Chcę myśleć, że ta płyta to dla Death świeży start i opcja na pozyskanie zupełnie nowego grona słuchaczy – mówił Chuck Schuldiner w wywiadzie dla „Headbangers Ball” niedługo po premierze „Human”. Czas pokazał, że jego życzenie jak najbardziej się spełniło. Wydany w 1991 roku faktycznie był dla Death nowym otwarciem i to z wielu przyczyn.
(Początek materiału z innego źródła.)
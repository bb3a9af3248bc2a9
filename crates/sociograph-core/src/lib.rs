//! # sociograph-core
//!
//! The deterministic social graph engine - THE ENGINE.
//!
//! Users are vertices, friendships are weighted undirected edges. The engine
//! answers reachability, shortest path (Dijkstra) and traversal order (BFS,
//! DFS) queries, and keeps its invariants under any sequence of mutations.
//!
//! ## Layers
//!
//! - `store` → the set of valid users
//! - `adjacency` → symmetric weighted edges between them
//! - `graph` → the two composed behind the `GraphStore` trait
//! - `path`, `traversal` → algorithms written against `GraphStore`
//!
//! ## Architectural Constraints
//!
//! - No async, no I/O, no logging: queries return values only
//! - `BTreeMap` everywhere: neighbors iterate in lexicographic order, so
//!   traversal and path output is reproducible
//! - A failed call changes nothing

// =============================================================================
// MODULES
// =============================================================================

pub mod adjacency;
pub mod builder;
pub mod graph;
pub mod metrics;
pub mod path;
pub mod primitives;
pub mod query;
pub mod store;
pub mod traversal;
pub mod types;

// =============================================================================
// RE-EXPORTS: Core Types (from types module)
// =============================================================================

pub use types::{
    Bio, EdgeWeight, GraphError, Insertion, Message, Path, TotalWeight, Vertex, VertexId,
};

// =============================================================================
// RE-EXPORTS: Graph Engine
// =============================================================================

pub use builder::{FriendshipSpec, GraphSpec, UserSpec};
pub use graph::{Graph, GraphStore};
pub use metrics::GraphMetrics;
pub use primitives::DEFAULT_EDGE_WEIGHT;
pub use query::{Query, QueryOutcome, QueryType};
WIELKI TECHNICZNY SKOK NAPRZÓD
„Human” dobitnie ukazuje ciągoty Schuldinera w kierunku techniczno-progresywnej twarzy death metalu. Nieśmiałe próby wejścia w ten świat przy okazji „Spiritual Healing” nie skończyły się najlepiej. Jest to jedna z moich ulubionych płyt Death, ale ilekroć pomyślę o tych kwadratowych zabawach metrum, wiem, że Chuck raczej nie na to liczył. On sam to wiedział. Kluczowe w przeobrażeniu się z larwy w motyla było dobranie odpowiednich muzyków. To już nie była łapanka znajomych z dawnych lat i najpopularniejszego solówkowego dżobiarza w gatunku, Jamesa Murphy’ego. Tym razem na pokład weszli Steve DiGiorgio oraz Sean Reinert i Paul Masvidal z Cynic. Zwłaszcza rola Reinerta była kluczowa. Jego karkołomne przejścia, triole na talerzach czy zabójczo precyzyjne partie podwójnej centrali dały Death zupełnie nową jakość. Oczywiście rozwinął się też sam Schuldiner. Niezależnie, czy chodzi o zgrabnie wplecione melodie w „Suicide Machine”, czy połamane rytmicznie „Secret Face”. W końcu uzyskał, czego chciał.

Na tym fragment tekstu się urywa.